Source records section start

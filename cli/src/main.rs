use anyhow::Context;
use clap::error::ErrorKind;
use clap::{ArgAction, Args, Parser, Subcommand};
use fatkit_core::{FatVariant, FormatOptions};
use fatkit_formatters::{FatFormatter, FatNavigator};
use std::io::{self, Write};
use std::path::{Path, PathBuf};
use std::process;
use tracing::{debug, Level};

mod output;
mod shell;

#[derive(Parser)]
#[command(name = "fatkit", version)]
#[command(about = "Create and browse FAT16/FAT32 disk images", long_about = None)]
struct Cli {
    /// Increase log output (-v info, -vv debug, -vvv trace)
    #[arg(short, long, action = ArgAction::Count, global = true)]
    verbose: u8,

    #[command(subcommand)]
    command: Commands,
}

#[derive(Subcommand)]
enum Commands {
    /// Create a FAT16 image
    Format16(FormatArgs),
    /// Create a FAT32 image
    Format32(FormatArgs),
    /// Browse an image in an interactive shell
    Navigate {
        /// Image file
        image: PathBuf,
    },
    /// List the root directory of an image
    List {
        /// Image file
        image: PathBuf,
    },
    /// Show the decoded boot sector of an image
    Info {
        /// Image file
        image: PathBuf,
    },
}

#[derive(Args)]
struct FormatArgs {
    /// Image file to create (overwritten if it exists)
    image: PathBuf,
    /// Capacity in MiB
    size_mb: u32,
    /// Volume label, up to 11 characters
    #[arg(short, long)]
    label: Option<String>,
    /// Volume serial number in hex, e.g. 1234-ABCD
    #[arg(long, value_parser = parse_serial)]
    serial: Option<u32>,
    /// Print the result as JSON
    #[arg(long)]
    json: bool,
}

fn parse_serial(s: &str) -> Result<u32, String> {
    let digits: String = s
        .trim_start_matches("0x")
        .trim_start_matches("0X")
        .chars()
        .filter(|&c| c != '-')
        .collect();
    u32::from_str_radix(&digits, 16).map_err(|e| format!("invalid serial '{}': {}", s, e))
}

fn init_logging(verbose: u8) {
    let level = match verbose {
        0 => Level::WARN,
        1 => Level::INFO,
        2 => Level::DEBUG,
        _ => Level::TRACE,
    };
    tracing_subscriber::fmt()
        .with_max_level(level)
        .with_writer(io::stderr)
        .init();
}

fn main() {
    let cli = match Cli::try_parse() {
        Ok(cli) => cli,
        Err(e) if matches!(e.kind(), ErrorKind::DisplayHelp | ErrorKind::DisplayVersion) => e.exit(),
        Err(e) => {
            let _ = e.print();
            process::exit(1);
        }
    };

    init_logging(cli.verbose);

    if let Err(e) = run(cli) {
        eprintln!("Error: {:#}", e);
        process::exit(1);
    }
}

fn run(cli: Cli) -> anyhow::Result<()> {
    match cli.command {
        Commands::Format16(args) => format(FatVariant::Fat16, args),
        Commands::Format32(args) => format(FatVariant::Fat32, args),
        Commands::Navigate { image } => {
            let mut nav = FatNavigator::open(&image)?;
            debug!("Starting shell on {}", image.display());
            let stdin = io::stdin();
            let mut stdout = io::stdout().lock();
            shell::run_shell(&mut nav, stdin.lock(), &mut stdout)
        }
        Commands::List { image } => {
            let mut nav = FatNavigator::open(&image)?;
            let entries = nav.list().context("failed to read the root directory")?;
            let mut stdout = io::stdout().lock();
            output::write_listing(&mut stdout, &display_name(&image), &entries)?;
            Ok(())
        }
        Commands::Info { image } => {
            let nav = FatNavigator::open(&image)?;
            let mut stdout = io::stdout().lock();
            output::write_boot_sector(&mut stdout, &display_name(&image), nav.boot_sector())?;
            Ok(())
        }
    }
}

fn format(variant: FatVariant, args: FormatArgs) -> anyhow::Result<()> {
    let options = FormatOptions {
        label: args.label,
        volume_serial: args.serial,
        ..FormatOptions::new(variant, args.size_mb)
    };

    let report = FatFormatter::new(variant)
        .format(&args.image, &options)
        .with_context(|| format!("failed to format {}", args.image.display()))?;

    let mut stdout = io::stdout().lock();
    if args.json {
        writeln!(stdout, "{}", report.to_json()?)?;
    } else {
        output::write_report(&mut stdout, &display_name(&args.image), &report)?;
    }
    Ok(())
}

fn display_name(path: &Path) -> String {
    path.display().to_string()
}

#[cfg(test)]
mod tests {
    use super::*;

    #[test]
    fn test_parse_serial() {
        assert_eq!(parse_serial("1234-ABCD"), Ok(0x1234_ABCD));
        assert_eq!(parse_serial("0xcafef00d"), Ok(0xCAFE_F00D));
        assert_eq!(parse_serial("ff"), Ok(0xFF));
        assert!(parse_serial("xyz").is_err());
        assert!(parse_serial("123456789").is_err());
    }

    #[test]
    fn test_cli_definition() {
        use clap::CommandFactory;
        Cli::command().debug_assert();
    }

    #[test]
    fn test_format_arguments() {
        let cli = Cli::try_parse_from(["fatkit", "-vv", "format32", "disk.img", "64", "--label", "data", "--serial", "1234-abcd"]).unwrap();
        assert_eq!(cli.verbose, 2);
        match cli.command {
            Commands::Format32(args) => {
                assert_eq!(args.size_mb, 64);
                assert_eq!(args.label.as_deref(), Some("data"));
                assert_eq!(args.serial, Some(0x1234_ABCD));
                assert!(!args.json);
            }
            _ => panic!("expected format32"),
        }
    }

    #[test]
    fn test_size_must_be_a_number() {
        assert!(Cli::try_parse_from(["fatkit", "format16", "disk.img", "big"]).is_err());
    }
}
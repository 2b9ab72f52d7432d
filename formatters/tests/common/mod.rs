// Shared helpers for image-level tests

#![allow(dead_code)]

use byteorder::{ByteOrder, LittleEndian};
use fatkit_core::FatVariant;
use fatkit_formatters::FatTable;
use std::io::Write;
use tempfile::NamedTempFile;

pub const ATTR_READ_ONLY: u8 = 0x01;
pub const ATTR_HIDDEN: u8 = 0x02;
pub const ATTR_VOLUME_ID: u8 = 0x08;
pub const ATTR_DIRECTORY: u8 = 0x10;
pub const ATTR_ARCHIVE: u8 = 0x20;
pub const ATTR_LONG_NAME: u8 = 0x0F;

pub fn init_logging() {
    let _ = env_logger::builder().is_test(true).try_init();
}

pub fn dir_entry(name: &[u8; 11], attributes: u8, cluster: u32, size: u32) -> [u8; 32] {
    let mut slot = [0u8; 32];
    slot[..11].copy_from_slice(name);
    slot[11] = attributes;
    LittleEndian::write_u16(&mut slot[20..22], (cluster >> 16) as u16);
    LittleEndian::write_u16(&mut slot[26..28], cluster as u16);
    LittleEndian::write_u32(&mut slot[28..32], size);
    slot
}

/// A 1.44 MB floppy laid out by hand: 512-byte sectors, one sector per
/// cluster, two 9-sector FATs, 224 root entries, data from sector 33.
pub struct FloppyImage {
    pub bytes: Vec<u8>,
    fat: FatTable,
    root_slots: usize,
}

impl FloppyImage {
    pub const TOTAL_SECTORS: usize = 2880;
    pub const FAT_SECTORS: usize = 9;
    pub const ROOT_SECTOR: usize = 19;
    pub const DATA_SECTOR: usize = 33;

    pub fn new() -> Self {
        let mut bytes = vec![0u8; Self::TOTAL_SECTORS * 512];
        let bs = &mut bytes[..512];
        bs[0..3].copy_from_slice(&[0xEB, 0x3C, 0x90]);
        bs[3..11].copy_from_slice(b"MSDOS5.0");
        LittleEndian::write_u16(&mut bs[11..13], 512);
        bs[13] = 1;
        LittleEndian::write_u16(&mut bs[14..16], 1);
        bs[16] = 2;
        LittleEndian::write_u16(&mut bs[17..19], 224);
        LittleEndian::write_u16(&mut bs[19..21], Self::TOTAL_SECTORS as u16);
        bs[21] = 0xF0;
        LittleEndian::write_u16(&mut bs[22..24], Self::FAT_SECTORS as u16);
        LittleEndian::write_u16(&mut bs[24..26], 18);
        LittleEndian::write_u16(&mut bs[26..28], 2);
        bs[38] = 0x29;
        LittleEndian::write_u32(&mut bs[39..43], 0x1234_ABCD);
        bs[43..54].copy_from_slice(b"FLOPPY     ");
        bs[54..62].copy_from_slice(b"FAT12   ");
        bs[510] = 0x55;
        bs[511] = 0xAA;

        let mut fat = FatTable::new(FatVariant::Fat12, vec![0u8; Self::FAT_SECTORS * 512]);
        fat.set_raw_entry(0, 0xFF0).unwrap();
        fat.set_raw_entry(1, 0xFFF).unwrap();

        let mut image = Self { bytes, fat, root_slots: 0 };
        image.sync_fat();
        image
    }

    pub fn cluster_offset(cluster: u32) -> usize {
        (Self::DATA_SECTOR + cluster as usize - 2) * 512
    }

    pub fn add_root_entry(&mut self, slot: [u8; 32]) {
        let offset = Self::ROOT_SECTOR * 512 + self.root_slots * 32;
        self.bytes[offset..offset + 32].copy_from_slice(&slot);
        self.root_slots += 1;
    }

    pub fn put_entry(&mut self, cluster: u32, index: usize, slot: [u8; 32]) {
        let offset = Self::cluster_offset(cluster) + index * 32;
        self.bytes[offset..offset + 32].copy_from_slice(&slot);
    }

    /// Chain `clusters` in order and fill them with `data`.
    pub fn write_chain(&mut self, clusters: &[u32], data: &[u8]) {
        for (i, &cluster) in clusters.iter().enumerate() {
            let next = clusters.get(i + 1).copied().unwrap_or(0xFFF);
            self.fat.set_entry(cluster, next).unwrap();
        }
        for (chunk, &cluster) in data.chunks(512).zip(clusters) {
            let offset = Self::cluster_offset(cluster);
            self.bytes[offset..offset + chunk.len()].copy_from_slice(chunk);
        }
        self.sync_fat();
    }

    pub fn set_fat(&mut self, cluster: u32, value: u32) {
        self.fat.set_entry(cluster, value).unwrap();
        self.sync_fat();
    }

    fn sync_fat(&mut self) {
        let len = Self::FAT_SECTORS * 512;
        for copy in 0..2 {
            let offset = 512 + copy * len;
            self.bytes[offset..offset + len].copy_from_slice(self.fat.as_bytes());
        }
    }

    pub fn to_temp_file(&self) -> NamedTempFile {
        let mut file = NamedTempFile::new().unwrap();
        file.write_all(&self.bytes).unwrap();
        file.flush().unwrap();
        file
    }
}

/// Root holds a label, a deleted slot, a long-name slot, a two-cluster text
/// file, a binary file, an empty file and the GAMES directory.
pub fn sample_floppy() -> FloppyImage {
    let mut image = FloppyImage::new();
    image.add_root_entry(dir_entry(b"FLOPPY     ", ATTR_VOLUME_ID, 0, 0));

    let mut deleted = dir_entry(b"OLD     TXT", ATTR_ARCHIVE, 9, 10);
    deleted[0] = 0xE5;
    image.add_root_entry(deleted);
    image.add_root_entry(dir_entry(b"Ar\0e\0a\0d\0m\0", ATTR_LONG_NAME, 0, 0xFFFF_FFFF));

    image.add_root_entry(dir_entry(b"README  TXT", ATTR_ARCHIVE, 2, readme().len() as u32));
    image.write_chain(&[2, 3], &readme());

    image.add_root_entry(dir_entry(b"GAMES      ", ATTR_DIRECTORY, 4, 0));
    image.put_entry(4, 0, dir_entry(b".          ", ATTR_DIRECTORY, 4, 0));
    image.put_entry(4, 1, dir_entry(b"..         ", ATTR_DIRECTORY, 0, 0));
    image.put_entry(4, 2, dir_entry(b"TETRIS  DOC", ATTR_READ_ONLY | ATTR_ARCHIVE, 6, 11));
    image.write_chain(&[4], &[]);
    image.write_chain(&[6], b"Block game\n");

    image.add_root_entry(dir_entry(b"LOGO    BIN", ATTR_HIDDEN | ATTR_ARCHIVE, 5, 4));
    image.write_chain(&[5], &[0x89, b'P', b'N', b'G']);

    image.add_root_entry(dir_entry(b"EMPTY   TXT", ATTR_ARCHIVE, 0, 0));
    image
}

/// 600 bytes of text, so the file spans two clusters.
pub fn readme() -> Vec<u8> {
    let mut text = b"FAT12 floppy test image.\n".repeat(24);
    text.truncate(600);
    text
}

Source records section end

◆ Task to complete: Look over the records above, and wherever a line contains the string "attributes", copy that line.

◆ Task answer:
pub fn dir_entry(name: &[u8; 11], attributes: u8, cluster: u32, size: u32) -> [u8; 32] {
    slot[11] = attributes;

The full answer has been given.